He is referring, of course, to how Robin left a puzzle for them to solve the other day, but she'd taken it out of the box in order to hide the original picture. "This way you just gotta put the pieces together without orientation or any idea how it's supposed to look like. Isn't it fun?!" she exclaimed and Raymond said the same he says now. That it really wasn't.
He sees there's a lot of greens and purples. A lot of blurry splotches of colour. So far, they have the top part. Or is it the bottom? It could be turned upside down, depending on what the original is. It looks like the sky, with treetops framing it (or some kind of lake, with grass around it).
Completely lost, he looks up at Eddie, hoping he'd have a suggestion on how to approach this. Yet, Eddie is already looking back at him. He's smiling wide, the dimple on one of his cheeks deeper than the other, fingers rubbing the line of his sharp jaw.
"What is it?"
He doesn't waste a fucking second knocking the air out of Raymond's chest. "You're cute when you pretend to be angry."
"And you, you're making me actually angry."
He is basically seconds away from screaming. They're trapped inside, hiding from the police with a murderous supernatural creature on the loose and all Raymond can think about is Eddie. Eddie, Eddie, Eddie. Eddie's lips as he smirks and brushes the comment off, Eddie's eyes as they return to the puzzle, Eddie's gasp of surprise when he snaps his fingers and seems to finally realise what this is all about.
"Monet!" he shouts and sets his chocolate milk down on the floor. "It's Claude fucking Monet."
All Raymond can do is laugh, having forgotten that beneath the tattoos, the cigarettes and the leather, this man is a nerd at heart.
He allows himself to be bold. Hell, they'll probably die anyway, why should he hold back on something that Eddie might not even read enough into!

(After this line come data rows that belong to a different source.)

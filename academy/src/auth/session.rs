//! Session credentials issued by the identity gateway.

use base64::{Engine, engine::general_purpose::URL_SAFE_NO_PAD};
use serde::{Deserialize, Serialize};
use std::fmt;

use crate::types::{UserId, redact};

/// The authenticated user attached to a session.
#[derive(Debug, Clone, PartialEq, Eq, Serialize, Deserialize)]
pub struct User {
    pub id: UserId,
    #[serde(default)]
    pub email: Option<String>,
}

/// Access/refresh token pair proving identity, as returned by the gateway's token endpoint.
#[derive(Clone, PartialEq, Eq, Serialize, Deserialize)]
pub struct Session {
    pub access_token: String,
    pub refresh_token: String,
    #[serde(default = "default_token_type")]
    pub token_type: String,
    #[serde(default)]
    pub expires_in: Option<i64>,
    /// Unix seconds
    #[serde(default)]
    pub expires_at: Option<i64>,
    #[serde(default)]
    pub provider_token: Option<String>,
    pub user: User,
}

fn default_token_type() -> String {
    "bearer".to_string()
}

impl Session {
    /// Whether the access token has expired at `now` (unix seconds).
    ///
    /// Sessions without a known expiry are treated as live.
    pub fn is_expired(&self, now: i64) -> bool {
        self.expires_at.is_some_and(|expires_at| expires_at <= now)
    }
}

impl fmt::Debug for Session {
    fn fmt(&self, f: &mut fmt::Formatter<'_>) -> fmt::Result {
        f.debug_struct("Session")
            .field("access_token", &redact(&self.access_token))
            .field("refresh_token", &redact(&self.refresh_token))
            .field("token_type", &self.token_type)
            .field("expires_in", &self.expires_in)
            .field("expires_at", &self.expires_at)
            .field("provider_token", &self.provider_token.as_deref().map(redact))
            .field("user", &self.user)
            .finish()
    }
}

#[derive(Deserialize)]
struct ExpiryClaim {
    exp: Option<i64>,
}

/// Read the `exp` claim from a JWT access token without verifying it.
///
/// The gateway verifies tokens; this is only used to know when to refresh.
pub fn jwt_expiry(access_token: &str) -> Option<i64> {
    let payload = access_token.split('.').nth(1)?;
    let bytes = URL_SAFE_NO_PAD.decode(payload.trim_end_matches('=')).ok()?;
    serde_json::from_slice::<ExpiryClaim>(&bytes).ok()?.exp
}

Yet, when he shuffles over, seemingly casual as ever, and rests his head in Eddie's lap, there is one hell of a reaction.
First, Eddie freezes. A puzzle piece that he was about to find a place for drops from in between his fingers and Raymond hears the hitch in his breath
Bad fucking idea, Park. He can hear it, muttered in Eddie's voice, even if he does not say it. His heart sinks as he feels the burn creep up his neck in pure shame. He lifts his head, ready to stand up and walk away --- now's a great time to dig that hole, Raymond! --- but something prevents him from doing so.
There's a hand on his head, gentle as ever, rings cold against his scalp. "Don't." The voice is barely there as Eddie lowers his head back onto his lap hesitantly. "It's nice."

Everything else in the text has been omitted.